O estudo foi capaz de prever o
que acontecerá com crianças por testes em cobaias: isso é possível porque o
ciclo de vida da cobaia é mais curto: com isso, cientistas podem simular o que
potencialmente acontecerá com fetos infectados no Brasil em 2015, por exemplo.

Outra parceira do estudo, a
neurocientista Júlia Clarke, pesquisadora da Faculdade de Farmácia da UFRJ,
destaca que os camundongos foram acompanhados por 100 dias: basicamente, o
ciclo de vida do animal. O vírus da zika também foi injetado logo após o
nascimento, o que corresponde ao terceiro trimestre de gestação em humanos.

A
cientista explica que o vírus usado no camundongo foi isolado de um paciente de
Recife em 2016. “Isso é importante porque outros estudos utilizaram cepas
africanas e asiáticas”, diz Clarke.

Outro
achado da pesquisa mostra que o vírus da zika fica presente no cérebro das
cobaias, mesmo na fase adulta. “Há a impressão de que você tem uma
infecção ativa após o nascimento, que depois é resolvida, e vimos que não, o
vírus permaneceu no cérebro desses animais”, explica a especialista,
indicando a possibilidade de um tratamento para neutralizar o zika, mesmo na
fase adulta.

Outros resultados da pesquisa
incluem:

– Cientistas descobriram que
crianças afetadas pelo zika podem desenvolver quadro de epilepsia que diminuiu
muito na fase adulta;

– Algumas convulsões podem
voltar a depender do estímulo: traumas na cabeça ou acidentes, por exemplo;

– Pesquisadores observaram
grande possibilidade de alterações comportamentais: há risco para o
desenvolvimento de transtornos de ansiedade e condições como autismo e
esquizofrenia;

– Há problemas motores:
crianças podem ter dificuldade de segurar uma caneta, por exemplo, mesmo na
fase adulta;

– Há a possibilidade do vírus
zika estar presente no cérebro de algumas crianças quando elas atingirem a fase
adulta, sem grande reprodução.

A neurocientista Júlia Clarke
explica que há várias maneiras de testar se uma condição deflagra distúrbios de
sociabilidade em animais. Uma das maneiras é colocar a cobaia afetada pelo
vírus em um ambiente com duas portinhas: em uma delas, há um outro animal; na
outra, não há ninguém. “O animal com algum sintoma de sociabilidade vai
entrar nas duas portas como se não tivesse ninguém. Já a cobaia sem essa
condição, vai cheirar, vai ter sinais de medo; enfim, vai agir como se alguém
estivesse lá” – Júlia Clarke.

Segundo a neurocientistas,
outros estudos vêm demonstrando a possibilidade de infecções ter um papel no
desenvolvimento de distúrbios de comportamento. Um deles foi publicado na
revista Science em 2016.

O artigo
cita que, depois de 1964, durante uma pandemia de rubéola, o índice de autismo
e de esquizofrenia, que contabilizavam menos de 1% dos casos, aumentaram para
13% e 20%, respectivamente.

Ainda, o estudo científico
cita outros que fazem a mesma associação entre infecções e diversas desordens
psiquiátricas: há aumento de casos de distúrbios mentais após pandemias de
gripes, poliomielite, sarampo, cachumba, episódios de gripes e varíola.

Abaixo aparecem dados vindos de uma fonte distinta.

//! Block types, definitions, and instances
//!
//! A `BlockDefinition` is the immutable catalog entry for a block type. A
//! `BlockInstance` is one configured stage placed in a pipeline.

use serde::{Deserialize, Serialize};
use std::collections::HashMap;
use std::fmt;
use std::str::FromStr;

use super::envelope::EnvelopeKind;
use super::parameter::{ConfigField, ConfigValue};
use super::BlockId;
use crate::error::PipelineError;

/// Closed set of block types
#[derive(Debug, Clone, Copy, PartialEq, Eq, Hash, Serialize, Deserialize)]
#[serde(rename_all = "kebab-case")]
pub enum BlockType {
    /// Microphone recording
    InputMic,
    /// Uploaded audio file
    InputFile,
    /// Literal text
    InputText,
    /// Speech-to-text
    Stt,
    /// Language-model chat
    Llm,
    /// Text-to-speech
    Tts,
    /// Audio playback sink
    OutputAudio,
    /// Text display sink
    OutputText,
}

impl BlockType {
    /// Every block type, in palette order
    pub const ALL: [BlockType; 8] = [
        BlockType::InputMic,
        BlockType::InputFile,
        BlockType::InputText,
        BlockType::Stt,
        BlockType::Llm,
        BlockType::Tts,
        BlockType::OutputAudio,
        BlockType::OutputText,
    ];

    /// Wire identifier of the type
    pub fn as_str(&self) -> &'static str {
        match self {
            BlockType::InputMic => "input-mic",
            BlockType::InputFile => "input-file",
            BlockType::InputText => "input-text",
            BlockType::Stt => "stt",
            BlockType::Llm => "llm",
            BlockType::Tts => "tts",
            BlockType::OutputAudio => "output-audio",
            BlockType::OutputText => "output-text",
        }
    }

    /// Catalog entry for this type
    pub fn definition(&self) -> &'static BlockDefinition {
        super::catalog::definition(*self)
    }
}

impl fmt::Display for BlockType {
    fn fmt(&self, f: &mut fmt::Formatter<'_>) -> fmt::Result {
        f.write_str(self.as_str())
    }
}

impl FromStr for BlockType {
    type Err = PipelineError;

    fn from_str(s: &str) -> Result<Self, Self::Err> {
        BlockType::ALL
            .iter()
            .copied()
            .find(|t| t.as_str() == s)
            .ok_or_else(|| PipelineError::UnknownBlockType(s.to_string()))
    }
}

/// Block categories
#[derive(Debug, Clone, Copy, PartialEq, Eq, Hash, Serialize, Deserialize)]
#[serde(rename_all = "snake_case")]
pub enum BlockCategory {
    /// Sources that start a chain
    Input,
    /// Stages backed by an external collaborator
    Processing,
    /// Terminal sinks
    Output,
}

impl BlockCategory {
    /// Get a human-readable name for the category
    pub fn display_name(&self) -> &'static str {
        match self {
            BlockCategory::Input => "Input",
            BlockCategory::Processing => "Processing",
            BlockCategory::Output => "Output",
        }
    }
}

impl fmt::Display for BlockCategory {
    fn fmt(&self, f: &mut fmt::Formatter<'_>) -> fmt::Result {
        f.write_str(self.display_name())
    }
}

/// Immutable catalog entry for a block type
#[derive(Debug, Serialize)]
pub struct BlockDefinition {
    #[serde(rename = "type")]
    pub block_type: BlockType,
    pub title: &'static str,
    pub description: &'static str,
    pub category: BlockCategory,
    /// Configuration fields, required ones first
    pub fields: &'static [ConfigField],
    /// Envelope kind consumed; `None` for sources
    pub input_kind: Option<EnvelopeKind>,
    /// Envelope kind produced
    pub output_kind: EnvelopeKind,
}

impl BlockDefinition {
    /// Keys that must be present and non-empty before the block executes
    pub fn required_config_keys(&self) -> impl Iterator<Item = &'static str> + '_ {
        self.fields.iter().filter(|f| f.required).map(|f| f.key)
    }

    /// Field definition for a key, if the type declares it
    pub fn field(&self, key: &str) -> Option<&'static ConfigField> {
        self.fields.iter().find(|f| f.key == key)
    }

    /// Source blocks ignore any incoming envelope
    pub fn is_source(&self) -> bool {
        self.input_kind.is_none()
    }

    pub fn is_sink(&self) -> bool {
        self.category == BlockCategory::Output
    }
}

/// One configured block placed in a pipeline
#[derive(Debug, Clone, PartialEq, Serialize, Deserialize)]
pub struct BlockInstance {
    pub id: BlockId,
    #[serde(rename = "type")]
    pub block_type: BlockType,
    #[serde(default)]
    pub config: HashMap<String, ConfigValue>,
}

impl BlockInstance {
    /// Create an instance with a fresh id and empty config
    pub fn new(block_type: BlockType) -> Self {
        Self {
            id: BlockId::new(),
            block_type,
            config: HashMap::new(),
        }
    }

    /// Builder-style config setter
    pub fn with_config(mut self, key: impl Into<String>, value: impl Into<ConfigValue>) -> Self {
        self.config.insert(key.into(), value.into());
        self
    }

    pub fn definition(&self) -> &'static BlockDefinition {
        self.block_type.definition()
    }

    /// Config value for `key`, treating empty values as absent
    pub fn config_value(&self, key: &str) -> Option<&ConfigValue> {
        self.config.get(key).filter(|v| !v.is_empty())
    }

    /// Non-empty string config value for `key`
    pub fn config_str(&self, key: &str) -> Option<&str> {
        self.config_value(key).and_then(|v| v.as_string())
    }

    /// Numeric config value for `key`
    pub fn config_number(&self, key: &str) -> Option<f64> {
        self.config_value(key).and_then(|v| v.as_number())
    }
}
//! Sink blocks
//!
//! Sinks hand their envelope to the host and pass it through unchanged, so
//! consecutive sinks each render the same value.

use async_trait::async_trait;

use super::{BlockTransform, TransformContext, Transformed};
use crate::core::envelope::DataEnvelope;
use crate::error::PipelineError;

/// `output-text`: display text
pub struct TextOutputBlock;

#[async_trait]
impl BlockTransform for TextOutputBlock {
    async fn apply(&self, mut ctx: TransformContext<'_>) -> Result<Transformed, PipelineError> {
        let text = ctx.take_text()?;
        ctx.collaborators.sink.display_text(ctx.block.id, &text);

        Ok(Transformed {
            summary: format!("Displayed \"{}\"", ctx.preview(&text)),
            envelope: DataEnvelope::Text(text),
        })
    }
}

/// `output-audio`: play the referenced audio
pub struct AudioOutputBlock;

#[async_trait]
impl BlockTransform for AudioOutputBlock {
    async fn apply(&self, mut ctx: TransformContext<'_>) -> Result<Transformed, PipelineError> {
        let url = ctx.take_audio_url()?;
        ctx.collaborators.sink.play_audio(ctx.block.id, &url);

        Ok(Transformed {
            summary: format!("Playing {}", url),
            envelope: DataEnvelope::AudioUrl(url),
        })
    }
}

Medicamento diminui convulsões

Além de identificar as
consequências do vírus, cientistas também testaram que um medicamento já
aprovado pela Anvisa (Agência Nacional de Vigilância Sanitária) pode ajudar no
tratamento dos efeitos do zika. “Observamos que a terapia diminuiu muito as
convulsões das cobaias na fase mais aguda”, explica Júlia Clarke.

Cientistas
utilizaram o infliximabe, uma droga já usada para o tratamento da artrite
reumatoide (condição que provoca dores nas articulações e deformidades) e
outras condições. O medicamento age inibindo a ação da TNF alfa, uma proteína
que fica aumentada após a infecção por zika.

O
próximo passo da pesquisa é verificar se o tratamento poderá ser usado na fase
adulta, como uma tentativa de diminuir os efeitos da inflamação no cérebro.
Primeiro, os novos testes serão feitos em cobaias. Não há previsão para testes
em humanos por enquanto.

Os cientistas também planejam
detalhar melhor desordens de comportamento a partir de novos testes em cobaias.